I'm relatively new to R programing and am trying to figure out how to use custom functions to evaluate new columns of a data frame using dplyr or data.table in a memory efficient manner. Can someone please help
Here is a brief summary of my problem
Data frames 1 and 2 have the same type and number of columns
df1 <- data.frame(col1 = c("A", "B", "C"), col2 = c(10,20,30))
df2 <- data.frame(col1 = c("DA", "EE", "FB", "C"), col2 = c(10,20,30,40))
These data frames have millions of records.
Now I want to add a new column to one of the data frames (say df1) by using the values in df2.
library(dplyr)
calculateCol3 <- function(word) {
df2 %>%
filter(grepl(paste0(word, "$"),col1) )%>%
summarize(col3= sum(col2))
col3
}
df1 %>% group_by(col1) %>% mutate(col3 = calcualteCol3(col1))
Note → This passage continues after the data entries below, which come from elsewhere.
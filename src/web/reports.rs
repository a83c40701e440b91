//! Report assembly: fetch a device's heartbeats for a view, then run the engine.

use crate::db::{DbError, HeartbeatSource};
use crate::uptime::{
    month_window, validate_interval, week_window, BucketWindow, HeartbeatRecord, MonthReport, TimelineReport,
    UptimeEngine, UptimeError, WeekReport, WindowRequest,
};

use chrono::{DateTime, Utc};
use thiserror::Error;

/// Report error types.
#[derive(Error, Debug)]
pub enum ReportError {
    #[error(transparent)]
    Window(#[from] UptimeError),
    #[error(transparent)]
    Store(#[from] DbError),
}

/// Heartbeats needed to classify `window`, including the grace look-back.
fn fetch_for_window<S>(
    source: &S,
    engine: &UptimeEngine,
    device_id: &str,
    window: &BucketWindow,
) -> Result<Vec<HeartbeatRecord>, DbError>
where
    S: HeartbeatSource + ?Sized,
{
    let from = window.start - engine.classifier().grace();
    let heartbeats = source.fetch_heartbeats(device_id, from, window.end)?;

    tracing::debug!(
        "Fetched {} heartbeats for {} ({} buckets of {}m)",
        heartbeats.len(),
        device_id,
        window.bucket_count(),
        window.interval_minutes
    );

    Ok(heartbeats)
}

pub fn timeline_report<S>(
    source: &S,
    engine: &UptimeEngine,
    device_id: &str,
    request: &WindowRequest,
    now: DateTime<Utc>,
) -> Result<TimelineReport, ReportError>
where
    S: HeartbeatSource + ?Sized,
{
    validate_interval(request.interval_minutes)?;

    let extent = if request.needs_extent() {
        source.heartbeat_extent(device_id)?
    } else {
        None
    };

    let window = engine.resolve_window(request, now, extent)?;
    let heartbeats = fetch_for_window(source, engine, device_id, &window)?;
    Ok(engine.timeline(heartbeats, &window))
}

pub fn week_report<S>(
    source: &S,
    engine: &UptimeEngine,
    device_id: &str,
    now: DateTime<Utc>,
    interval_minutes: i64,
) -> Result<WeekReport, ReportError>
where
    S: HeartbeatSource + ?Sized,
{
    validate_interval(interval_minutes)?;

    let window = week_window(engine.calendar(), now, interval_minutes)?;
    let heartbeats = fetch_for_window(source, engine, device_id, &window)?;
    Ok(engine.week(heartbeats, now, interval_minutes)?)
}

pub fn month_report<S>(
    source: &S,
    engine: &UptimeEngine,
    device_id: &str,
    year: i32,
    month: u32,
    now: DateTime<Utc>,
    interval_minutes: i64,
) -> Result<MonthReport, ReportError>
where
    S: HeartbeatSource + ?Sized,
{
    validate_interval(interval_minutes)?;

    let heartbeats = match month_window(engine.calendar(), year, month, now, interval_minutes)? {
        Some(window) => fetch_for_window(source, engine, device_id, &window)?,
        None => Vec::new(),
    };
    Ok(engine.month(heartbeats, year, month, now, interval_minutes)?)
}
//! Retention manager for pruning old heartbeats.

use crate::db::{DbError, Store};

use chrono::{DateTime, Duration as ChronoDuration, Utc};
use std::sync::Arc;
use std::time::Duration;
use tokio::sync::Mutex;

/// Longest retention accepted, in days.
pub const MAX_RETENTION_DAYS: i64 = 36_500;

/// Manager for deleting heartbeats past the retention period.
pub struct RetentionManager {
    store: Arc<Store>,
    retention_days: i64,
    stop: Arc<Mutex<Option<tokio::sync::broadcast::Sender<()>>>>,
}

impl RetentionManager {
    /// A `retention_days` of zero or less keeps heartbeats forever.
    pub fn new(store: Arc<Store>, retention_days: i64) -> Self {
        Self {
            store,
            retention_days: retention_days.min(MAX_RETENTION_DAYS),
            stop: Arc::new(Mutex::new(None)),
        }
    }

    /// Start the retention manager background task.
    pub fn start(&self) {
        if self.retention_days <= 0 {
            tracing::info!("RetentionManager: retention disabled, keeping all heartbeats");
            return;
        }

        let store = self.store.clone();
        let stop = self.stop.clone();
        let retention_days = self.retention_days;

        tokio::spawn(async move {
            let (tx, _) = tokio::sync::broadcast::channel(1);
            {
                let mut stop_guard = stop.lock().await;
                *stop_guard = Some(tx.clone());
            }

            let mut rx = tx.subscribe();
            let mut interval = tokio::time::interval(Duration::from_secs(60));

            loop {
                tokio::select! {
                    _ = rx.recv() => break,
                    _ = interval.tick() => {
                        if let Err(e) = process_retention(&store, retention_days, Utc::now()) {
                            tracing::error!("RetentionManager: Failed to delete heartbeats: {}", e);
                        }
                    }
                }
            }
        });
    }

    /// Stop the retention manager.
    pub async fn stop(&self) {
        let stop = self.stop.lock().await;
        if let Some(tx) = stop.as_ref() {
            let _ = tx.send(());
        }
    }
}

/// Delete heartbeats older than `retention_days` before `now`.
pub fn process_retention(store: &Store, retention_days: i64, now: DateTime<Utc>) -> Result<usize, DbError> {
    let cutoff = now - ChronoDuration::days(retention_days.clamp(0, MAX_RETENTION_DAYS));
    let deleted = store.delete_heartbeats_before(cutoff)?;

    if deleted > 0 {
        tracing::info!(
            "RetentionManager: Deleted {} heartbeats older than {}",
            deleted,
            cutoff.format("%Y-%m-%d %H:%M:%S")
        );
    }

    Ok(deleted)
}
//! Uptime interval aggregation and pattern analysis.
//!
//! Turns an irregular list of device heartbeats into a fixed-width
//! online/offline bucket series and derives statistics, behavioural patterns
//! and calendar rollups from it. Everything here is pure and synchronous:
//! callers fetch heartbeats, the engine only computes.

mod bucket;
mod calendar;
mod classify;
mod engine;
mod index;
mod models;
mod patterns;
mod rollup;
mod stats;

pub use bucket::*;
pub use calendar::*;
pub use classify::*;
pub use engine::*;
pub use index::*;
pub use models::*;
pub use patterns::*;
pub use rollup::*;
pub use stats::*;

use thiserror::Error;

/// Engine error types.
///
/// Only the two window variants ever escape a public entry point;
/// `MalformedHeartbeat` is recovered by dropping the offending record.
#[derive(Error, Debug, Clone, PartialEq)]
pub enum UptimeError {
    #[error("invalid window: {0}")]
    InvalidWindow(String),
    #[error("window too large: {buckets} buckets exceeds the limit of {max}")]
    WindowTooLarge { buckets: i64, max: i64 },
    #[error("malformed heartbeat: {0}")]
    MalformedHeartbeat(String),
}

/// Round to two decimal places.
pub(crate) fn round2(value: f64) -> f64 {
    (value * 100.0).round() / 100.0
}
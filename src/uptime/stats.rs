//! Aggregate uptime statistics over a bucket series.

use chrono::{DateTime, Utc};
use serde::Serialize;

use super::{round2, Bucket};

/// Result of one left-to-right pass over online/offline states.
///
/// A session is a maximal run of online states; the scan starts out offline,
/// so a series that opens online counts that opening run as a session.
#[derive(Debug, Clone, Copy, Default, PartialEq, Eq)]
pub struct RunScan {
    pub total: usize,
    pub online: usize,
    pub sessions: usize,
    pub offline_runs: usize,
    pub longest_online_run: usize,
    pub longest_offline_run: usize,
}

impl RunScan {
    pub fn scan<I>(states: I) -> Self
    where
        I: IntoIterator<Item = bool>,
    {
        let mut scan = Self::default();
        let mut previous: Option<bool> = None;
        let mut online_run = 0;
        let mut offline_run = 0;

        for is_online in states {
            scan.total += 1;

            if is_online {
                if previous != Some(true) {
                    scan.sessions += 1;
                    scan.longest_offline_run = scan.longest_offline_run.max(offline_run);
                    offline_run = 0;
                }
                scan.online += 1;
                online_run += 1;
            } else {
                if previous != Some(false) {
                    scan.offline_runs += 1;
                    scan.longest_online_run = scan.longest_online_run.max(online_run);
                    online_run = 0;
                }
                offline_run += 1;
            }

            previous = Some(is_online);
        }

        // Close whichever run reaches the end of the series.
        scan.longest_online_run = scan.longest_online_run.max(online_run);
        scan.longest_offline_run = scan.longest_offline_run.max(offline_run);
        scan
    }

    /// Share of online states, 0..=100, rounded to 2 decimals.
    pub fn uptime_percentage(&self) -> f64 {
        if self.total == 0 {
            0.0
        } else {
            round2(self.online as f64 / self.total as f64 * 100.0)
        }
    }
}

/// Aggregate statistics for a bucket series.
#[derive(Debug, Clone, Default, PartialEq, Serialize)]
pub struct UptimeStats {
    pub total_online_minutes: i64,
    pub uptime_percentage: f64,
    pub session_count: usize,
    pub average_session_minutes: f64,
    pub longest_session_minutes: i64,
    pub longest_offline_minutes: i64,
    pub first_online_bucket_time: Option<DateTime<Utc>>,
    pub last_online_bucket_time: Option<DateTime<Utc>>,
}

impl UptimeStats {
    /// Compute statistics from scratch; an empty series yields all zeros.
    pub fn from_buckets(buckets: &[Bucket], interval_minutes: i64) -> Self {
        if buckets.is_empty() {
            return Self::default();
        }

        let scan = RunScan::scan(buckets.iter().map(|b| b.is_online));
        let total_online_minutes = scan.online as i64 * interval_minutes;

        Self {
            total_online_minutes,
            uptime_percentage: scan.uptime_percentage(),
            session_count: scan.sessions,
            average_session_minutes: average_session_minutes(total_online_minutes, scan.sessions),
            longest_session_minutes: scan.longest_online_run as i64 * interval_minutes,
            longest_offline_minutes: scan.longest_offline_run as i64 * interval_minutes,
            first_online_bucket_time: buckets.iter().find(|b| b.is_online).map(|b| b.start),
            last_online_bucket_time: buckets.iter().rfind(|b| b.is_online).map(|b| b.start),
        }
    }
}

pub(crate) fn average_session_minutes(total_online_minutes: i64, sessions: usize) -> f64 {
    if sessions == 0 {
        0.0
    } else {
        round2(total_online_minutes as f64 / sessions as f64)
    }
}
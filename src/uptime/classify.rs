//! Per-bucket online/offline classification.

use chrono::{DateTime, Duration as ChronoDuration, Utc};

use super::{round2, Bucket, BucketWindow, HeartbeatIndex, HeartbeatRecord, TimeZoneCalendar};

/// Default look-back after the last heartbeat, in minutes.
pub const DEFAULT_GRACE_MINUTES: i64 = 3;

/// Upper bound accepted for the grace window.
pub const MAX_GRACE_MINUTES: i64 = 24 * 60;

/// Decides whether a device was online during a bucket.
///
/// A bucket is online if it holds at least one heartbeat, or if the most
/// recent heartbeat before its start is no older than the grace window.
#[derive(Debug, Clone, Copy, PartialEq)]
pub struct OnlineStateClassifier {
    grace: ChronoDuration,
}

impl Default for OnlineStateClassifier {
    fn default() -> Self {
        Self::new(DEFAULT_GRACE_MINUTES)
    }
}

impl OnlineStateClassifier {
    pub fn new(grace_minutes: i64) -> Self {
        Self {
            grace: ChronoDuration::minutes(grace_minutes.clamp(0, MAX_GRACE_MINUTES)),
        }
    }

    pub fn grace(&self) -> ChronoDuration {
        self.grace
    }

    /// Classify one bucket starting at `start`.
    ///
    /// `prev_is_online` and `display_time` are left unset.
    pub fn classify(
        &self,
        start: DateTime<Utc>,
        in_bucket: &[HeartbeatRecord],
        previous: Option<&HeartbeatRecord>,
    ) -> Bucket {
        if !in_bucket.is_empty() {
            return Bucket {
                avg_battery: average(in_bucket.iter().filter_map(|r| r.battery_level)),
                avg_cpu: average(in_bucket.iter().filter_map(|r| r.cpu_usage)),
                heartbeat_count: saturating_count(in_bucket.len()),
                ..Bucket::empty(start, true)
            };
        }

        // Still warm from a recent ping: online, but no samples to average.
        let warm = previous.is_some_and(|hb| hb.timestamp < start && start - hb.timestamp <= self.grace);
        Bucket::empty(start, warm)
    }

    /// Classify every bucket of `window`, then link `prev_is_online`.
    pub fn classify_series(
        &self,
        index: &HeartbeatIndex,
        window: &BucketWindow,
        calendar: &TimeZoneCalendar,
    ) -> Vec<Bucket> {
        let mut cursor = index.cursor();

        let mut buckets: Vec<Bucket> = window
            .bucket_starts()
            .into_iter()
            .map(|start| {
                let (in_bucket, previous) = cursor.window(start, window.bucket_end(start));
                Bucket {
                    display_time: calendar.display_time(start),
                    ..self.classify(start, in_bucket, previous)
                }
            })
            .collect();

        link_previous(&mut buckets);
        buckets
    }
}

/// Heartbeat count clamped to the width of `Bucket::heartbeat_count`.
fn saturating_count(len: usize) -> u32 {
    u32::try_from(len).unwrap_or(u32::MAX)
}

/// Fill each bucket's `prev_is_online` from the bucket before it.
pub fn link_previous(buckets: &mut [Bucket]) {
    let mut previous = None;
    for bucket in buckets.iter_mut() {
        bucket.prev_is_online = previous;
        previous = Some(bucket.is_online);
    }
}

fn average(values: impl Iterator<Item = f64>) -> f64 {
    let (sum, count) = values.fold((0.0, 0usize), |(sum, count), v| (sum + v, count + 1));
    if count == 0 {
        0.0
    } else {
        round2(sum / count as f64)
    }
}
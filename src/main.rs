//! fleetwatch - tablet fleet uptime service.

use fleetwatch::config::ServerConfig;
use fleetwatch::db::Store;
use fleetwatch::scheduler::Scheduler;
use fleetwatch::web::Server;

use std::sync::Arc;
use tracing_subscriber::{layer::SubscriberExt, util::SubscriberInitExt};

#[tokio::main]
async fn main() -> Result<(), Box<dyn std::error::Error + Send + Sync>> {
    // Initialize logging
    tracing_subscriber::registry()
        .with(tracing_subscriber::fmt::layer())
        .with(tracing_subscriber::EnvFilter::from_default_env()
            .add_directive("fleetwatch=info".parse()?))
        .init();

    // Load configuration
    let cfg = ServerConfig::load();
    tracing::info!("Starting fleetwatch on port {}...", cfg.http_port);
    tracing::info!("Using database at {}", cfg.db_path);
    tracing::info!(
        "Grouping days in {} with a {}m online grace window",
        cfg.timezone.name(),
        cfg.grace_minutes
    );

    // Initialize database
    let store = Arc::new(Store::new(&cfg.db_path)?);
    tracing::info!("Database initialized successfully");

    // Start background ingestion and retention
    let scheduler = Arc::new(Scheduler::new(store.clone(), cfg.retention_days));
    scheduler.start();

    // Start web server
    let server = Server::new(cfg, store, scheduler);
    server.start().await?;

    Ok(())
}
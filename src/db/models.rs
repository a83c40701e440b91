//! Database model types.

use chrono::{DateTime, Utc};
use serde::Serialize;

/// Latest known state of a device.
#[derive(Debug, Clone, PartialEq, Serialize)]
pub struct DeviceSummary {
    pub device_id: String,
    pub last_seen: DateTime<Utc>,
    pub battery_level: Option<f64>,
    pub heartbeat_count: i64,
}

/// Storage statistics for the status endpoint.
#[derive(Debug, Clone, Serialize)]
pub struct StoreStats {
    pub db_size_bytes: i64,
    pub heartbeat_count: i64,
    pub device_count: i64,
}
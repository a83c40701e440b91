//! fleetwatch - tablet fleet uptime service.
//!
//! The [`uptime`] module is the pure aggregation engine; the rest is the
//! service shell that stores heartbeats and serves reports over HTTP.

pub mod config;
pub mod db;
pub mod scheduler;
pub mod uptime;
pub mod web;
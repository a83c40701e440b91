//! Database module for fleetwatch.
//!
//! Provides SQLite heartbeat storage with embedded migrations.

mod models;
mod store;

pub use models::*;
pub use store::*;
//! Configuration module for fleetwatch.
//!
//! Loads configuration from environment variables with sensible defaults.

use crate::uptime::{validate_interval, TimeZoneCalendar, DEFAULT_GRACE_MINUTES, DEFAULT_INTERVAL_MINUTES};

use chrono_tz::Tz;
use std::env;

/// Timezone used when none (or an unknown one) is configured.
pub const DEFAULT_TIMEZONE: Tz = chrono_tz::America::Los_Angeles;

/// Server configuration loaded from environment variables.
#[derive(Debug, Clone)]
pub struct ServerConfig {
    /// HTTP port for the web server (default: 8080)
    pub http_port: u16,
    /// Path to the SQLite database file (default: "fleetwatch.db")
    pub db_path: String,
    /// Timezone for all local-day and local-hour grouping
    pub timezone: Tz,
    /// Minutes after a heartbeat during which a device still counts as online
    pub grace_minutes: i64,
    /// Days of heartbeats to keep; 0 keeps everything
    pub retention_days: i64,
    /// Default bucket width for timeline views
    pub interval_minutes: i64,
}

impl Default for ServerConfig {
    fn default() -> Self {
        Self {
            http_port: 8080,
            db_path: "fleetwatch.db".to_string(),
            timezone: DEFAULT_TIMEZONE,
            grace_minutes: DEFAULT_GRACE_MINUTES,
            retention_days: 90,
            interval_minutes: DEFAULT_INTERVAL_MINUTES,
        }
    }
}

impl ServerConfig {
    /// Load configuration from environment variables.
    ///
    /// Environment variables:
    /// - `FLEETWATCH_HTTP_PORT`: HTTP port (default: 8080)
    /// - `FLEETWATCH_DB_PATH`: Database file path (default: "fleetwatch.db")
    /// - `FLEETWATCH_TIMEZONE`: IANA timezone name (default: "America/Los_Angeles")
    /// - `FLEETWATCH_GRACE_MINUTES`: Online grace window (default: 3)
    /// - `FLEETWATCH_RETENTION_DAYS`: Heartbeat retention (default: 90)
    /// - `FLEETWATCH_INTERVAL_MINUTES`: Timeline bucket width (default: 5)
    pub fn load() -> Self {
        Self::from_lookup(|key| env::var(key).ok())
    }

    fn from_lookup<F>(lookup: F) -> Self
    where
        F: Fn(&str) -> Option<String>,
    {
        let mut cfg = Self::default();

        if let Some(port) = lookup("FLEETWATCH_HTTP_PORT").and_then(|s| s.parse().ok()) {
            cfg.http_port = port;
        }

        if let Some(db_path) = lookup("FLEETWATCH_DB_PATH") {
            cfg.db_path = db_path;
        }

        if let Some(name) = lookup("FLEETWATCH_TIMEZONE") {
            cfg.timezone = parse_timezone(&name);
        }

        if let Some(grace) = lookup("FLEETWATCH_GRACE_MINUTES").and_then(|s| s.parse::<i64>().ok()) {
            if grace >= 0 {
                cfg.grace_minutes = grace;
            }
        }

        if let Some(days) = lookup("FLEETWATCH_RETENTION_DAYS").and_then(|s| s.parse::<i64>().ok()) {
            cfg.retention_days = days.max(0);
        }

        if let Some(interval) = lookup("FLEETWATCH_INTERVAL_MINUTES").and_then(|s| s.parse::<i64>().ok()) {
            match validate_interval(interval) {
                Ok(interval) => cfg.interval_minutes = interval,
                Err(e) => tracing::warn!("Ignoring FLEETWATCH_INTERVAL_MINUTES: {}", e),
            }
        }

        cfg
    }

    pub fn calendar(&self) -> TimeZoneCalendar {
        TimeZoneCalendar::new(self.timezone)
    }
}

/// Parse an IANA timezone name, falling back to [`DEFAULT_TIMEZONE`].
fn parse_timezone(name: &str) -> Tz {
    match TimeZoneCalendar::from_name(name) {
        Some(calendar) => calendar.timezone(),
        None => {
            tracing::warn!("Unknown timezone {:?}, using {}", name, DEFAULT_TIMEZONE.name());
            DEFAULT_TIMEZONE
        }
    }
}

#[cfg(test)]
mod tests {
    use super::*;
    use std::collections::HashMap;

    fn load_from(vars: &[(&str, &str)]) -> ServerConfig {
        let vars: HashMap<String, String> = vars.iter().map(|(k, v)| (k.to_string(), v.to_string())).collect();
        ServerConfig::from_lookup(|key| vars.get(key).cloned())
    }

    #[test]
    fn test_default_config() {
        let cfg = ServerConfig::default();
        assert_eq!(cfg.http_port, 8080);
        assert_eq!(cfg.db_path, "fleetwatch.db");
        assert_eq!(cfg.timezone, chrono_tz::America::Los_Angeles);
        assert_eq!(cfg.grace_minutes, 3);
        assert_eq!(cfg.interval_minutes, 5);
    }

    #[test]
    fn test_overrides() {
        let cfg = load_from(&[
            ("FLEETWATCH_HTTP_PORT", "9090"),
            ("FLEETWATCH_TIMEZONE", "Europe/Berlin"),
            ("FLEETWATCH_GRACE_MINUTES", "5"),
            ("FLEETWATCH_RETENTION_DAYS", "0"),
            ("FLEETWATCH_INTERVAL_MINUTES", "15"),
        ]);
        assert_eq!(cfg.http_port, 9090);
        assert_eq!(cfg.timezone, chrono_tz::Europe::Berlin);
        assert_eq!(cfg.grace_minutes, 5);
        assert_eq!(cfg.retention_days, 0);
        assert_eq!(cfg.interval_minutes, 15);
    }

    #[test]
    fn test_invalid_values_keep_defaults() {
        let cfg = load_from(&[
            ("FLEETWATCH_HTTP_PORT", "not-a-port"),
            ("FLEETWATCH_TIMEZONE", "Mars/Olympus_Mons"),
            ("FLEETWATCH_GRACE_MINUTES", "-2"),
            ("FLEETWATCH_INTERVAL_MINUTES", "7"),
        ]);
        assert_eq!(cfg.http_port, 8080);
        assert_eq!(cfg.timezone, DEFAULT_TIMEZONE);
        assert_eq!(cfg.grace_minutes, 3);
        assert_eq!(cfg.interval_minutes, 5);
    }
}
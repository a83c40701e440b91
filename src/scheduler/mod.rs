//! Scheduler module for background heartbeat ingestion and retention.

mod retention;

pub use retention::*;

use crate::db::Store;
use crate::uptime::HeartbeatRecord;

use std::sync::Arc;
use std::time::Duration;
use thiserror::Error;
use tokio::sync::mpsc;

/// Flush once this many heartbeats are buffered.
const FLUSH_THRESHOLD: usize = 500;

/// Flush buffered heartbeats at least this often.
const FLUSH_INTERVAL: Duration = Duration::from_secs(2);

#[derive(Error, Debug)]
pub enum SchedulerError {
    #[error("heartbeat writer is not running")]
    WriterClosed,
}

/// Owns the background tasks that write and prune heartbeats.
pub struct Scheduler {
    heartbeat_tx: mpsc::Sender<HeartbeatRecord>,
    retention_manager: Arc<RetentionManager>,
}

impl Scheduler {
    /// Create a new scheduler and spawn its batch writer.
    pub fn new(store: Arc<Store>, retention_days: i64) -> Self {
        let (tx, rx) = mpsc::channel(10_000);

        let retention_manager = Arc::new(RetentionManager::new(store.clone(), retention_days));

        // Start batch writer in a separate task
        tokio::spawn(run_batch_writer(rx, store));

        Self {
            heartbeat_tx: tx,
            retention_manager,
        }
    }

    /// Start periodic background work.
    pub fn start(&self) {
        tracing::info!("Starting scheduler");
        self.retention_manager.start();
    }

    /// Queue heartbeats for writing, returning how many were queued.
    pub async fn submit(&self, heartbeats: Vec<HeartbeatRecord>) -> Result<usize, SchedulerError> {
        let count = heartbeats.len();
        for heartbeat in heartbeats {
            self.heartbeat_tx
                .send(heartbeat)
                .await
                .map_err(|_| SchedulerError::WriterClosed)?;
        }
        Ok(count)
    }

    /// Stop periodic background work.
    pub async fn stop(&self) {
        self.retention_manager.stop().await;
    }
}

/// Run the batch writer that accumulates and flushes heartbeats.
pub(crate) async fn run_batch_writer(mut rx: mpsc::Receiver<HeartbeatRecord>, store: Arc<Store>) {
    let mut buffer: Vec<HeartbeatRecord> = Vec::with_capacity(FLUSH_THRESHOLD);
    let mut interval = tokio::time::interval(FLUSH_INTERVAL);

    loop {
        tokio::select! {
            received = rx.recv() => {
                match received {
                    Some(h) => {
                        buffer.push(h);
                        if buffer.len() >= FLUSH_THRESHOLD {
                            flush_buffer(&store, &mut buffer);
                        }
                    }
                    None => {
                        // Channel closed, flush remaining and exit
                        flush_buffer(&store, &mut buffer);
                        break;
                    }
                }
            }
            _ = interval.tick() => {
                flush_buffer(&store, &mut buffer);
            }
        }
    }
}

fn flush_buffer(store: &Store, buffer: &mut Vec<HeartbeatRecord>) {
    if buffer.is_empty() {
        return;
    }

    match store.add_heartbeats(buffer) {
        Ok(count) => tracing::debug!("Scheduler: Flushed {} heartbeats", count),
        Err(e) => tracing::error!("Failed to flush heartbeats: {}", e),
    }

    buffer.clear();
}
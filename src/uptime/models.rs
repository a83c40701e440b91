//! Heartbeat and bucket value types.

use chrono::{DateTime, NaiveDateTime, Utc};
use serde::{Deserialize, Serialize};

use super::UptimeError;

/// A heartbeat as received on the wire, before timestamp parsing.
#[derive(Debug, Clone, Serialize, Deserialize)]
pub struct RawHeartbeat {
    pub device_id: String,
    pub timestamp: String,
    #[serde(default)]
    pub battery_level: Option<f64>,
    #[serde(default)]
    pub cpu_usage: Option<f64>,
}

/// A single timestamped device status ping.
#[derive(Debug, Clone, PartialEq, Serialize)]
pub struct HeartbeatRecord {
    pub device_id: String,
    pub timestamp: DateTime<Utc>,
    pub battery_level: Option<f64>,
    pub cpu_usage: Option<f64>,
}

impl HeartbeatRecord {
    pub fn new(device_id: impl Into<String>, timestamp: DateTime<Utc>) -> Self {
        Self {
            device_id: device_id.into(),
            timestamp,
            battery_level: None,
            cpu_usage: None,
        }
    }

    pub fn with_battery(mut self, level: f64) -> Self {
        self.battery_level = percentage(level);
        self
    }

    pub fn with_cpu(mut self, usage: f64) -> Self {
        self.cpu_usage = percentage(usage);
        self
    }
}

impl TryFrom<RawHeartbeat> for HeartbeatRecord {
    type Error = UptimeError;

    fn try_from(raw: RawHeartbeat) -> Result<Self, Self::Error> {
        if raw.device_id.trim().is_empty() {
            return Err(UptimeError::MalformedHeartbeat(
                "missing device id".to_string(),
            ));
        }

        let timestamp = parse_timestamp(&raw.timestamp).ok_or_else(|| {
            UptimeError::MalformedHeartbeat(format!(
                "unparseable timestamp {:?} for device {}",
                raw.timestamp, raw.device_id
            ))
        })?;

        Ok(Self {
            device_id: raw.device_id,
            timestamp,
            battery_level: raw.battery_level.and_then(percentage),
            cpu_usage: raw.cpu_usage.and_then(percentage),
        })
    }
}

/// Parse raw heartbeats, dropping the ones that fail.
///
/// Returns the parsed records and the number dropped.
pub fn parse_heartbeats<I>(raws: I) -> (Vec<HeartbeatRecord>, usize)
where
    I: IntoIterator<Item = RawHeartbeat>,
{
    let mut dropped = 0;
    let records = raws
        .into_iter()
        .filter_map(|raw| match HeartbeatRecord::try_from(raw) {
            Ok(record) => Some(record),
            Err(e) => {
                tracing::warn!("Dropping heartbeat: {}", e);
                dropped += 1;
                None
            }
        })
        .collect();

    (records, dropped)
}

/// Parse a heartbeat timestamp.
///
/// Accepts RFC 3339 and the naive `YYYY-MM-DD HH:MM:SS[.f]` forms, the latter
/// interpreted as UTC.
pub fn parse_timestamp(s: &str) -> Option<DateTime<Utc>> {
    let s = s.trim();

    if let Ok(dt) = DateTime::parse_from_rfc3339(s) {
        return Some(dt.with_timezone(&Utc));
    }

    let formats = [
        "%Y-%m-%d %H:%M:%S%.f",
        "%Y-%m-%d %H:%M:%S",
        "%Y-%m-%dT%H:%M:%S%.f",
        "%Y-%m-%dT%H:%M:%S",
    ];

    formats
        .iter()
        .find_map(|fmt| NaiveDateTime::parse_from_str(s, fmt).ok())
        .map(|dt| DateTime::from_naive_utc_and_offset(dt, Utc))
}

fn percentage(value: f64) -> Option<f64> {
    (value.is_finite() && (0.0..=100.0).contains(&value)).then_some(value)
}

/// A fixed-width time slot with a derived online/offline classification.
#[derive(Debug, Clone, PartialEq, Serialize)]
pub struct Bucket {
    pub start: DateTime<Utc>,
    pub is_online: bool,
    pub prev_is_online: Option<bool>,
    pub avg_battery: f64,
    pub avg_cpu: f64,
    pub heartbeat_count: u32,
    /// Bucket start as `HH:MM` in the engine's timezone.
    pub display_time: String,
}

impl Bucket {
    /// A bucket with no in-bucket samples.
    pub fn empty(start: DateTime<Utc>, is_online: bool) -> Self {
        Self {
            start,
            is_online,
            prev_is_online: None,
            avg_battery: 0.0,
            avg_cpu: 0.0,
            heartbeat_count: 0,
            display_time: String::new(),
        }
    }
}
This method works but it is painfully slow and I guess this is because of copying the data sets too many times. Can someone suggest a better way of doing the same? The expected result is:
col1 col2 col3
A 10 10
B 20 30
C 30 40
I also tried converting the data frames to data.table as follows
dt1 <- data.table(df1)
dt2 <- data.table(df2)
dt1[, col3 := calculateCol3(col1)}, by = 1:nrow(dt1)]
Everything seems to be slow. Am sure there is a better way to achieve this. Can someone help
Thanks
df3 = grepl(paste0(word, '$'), df2$col1))should be a binaryTRUE/FALSE. How do you expectdf3$col2to behave?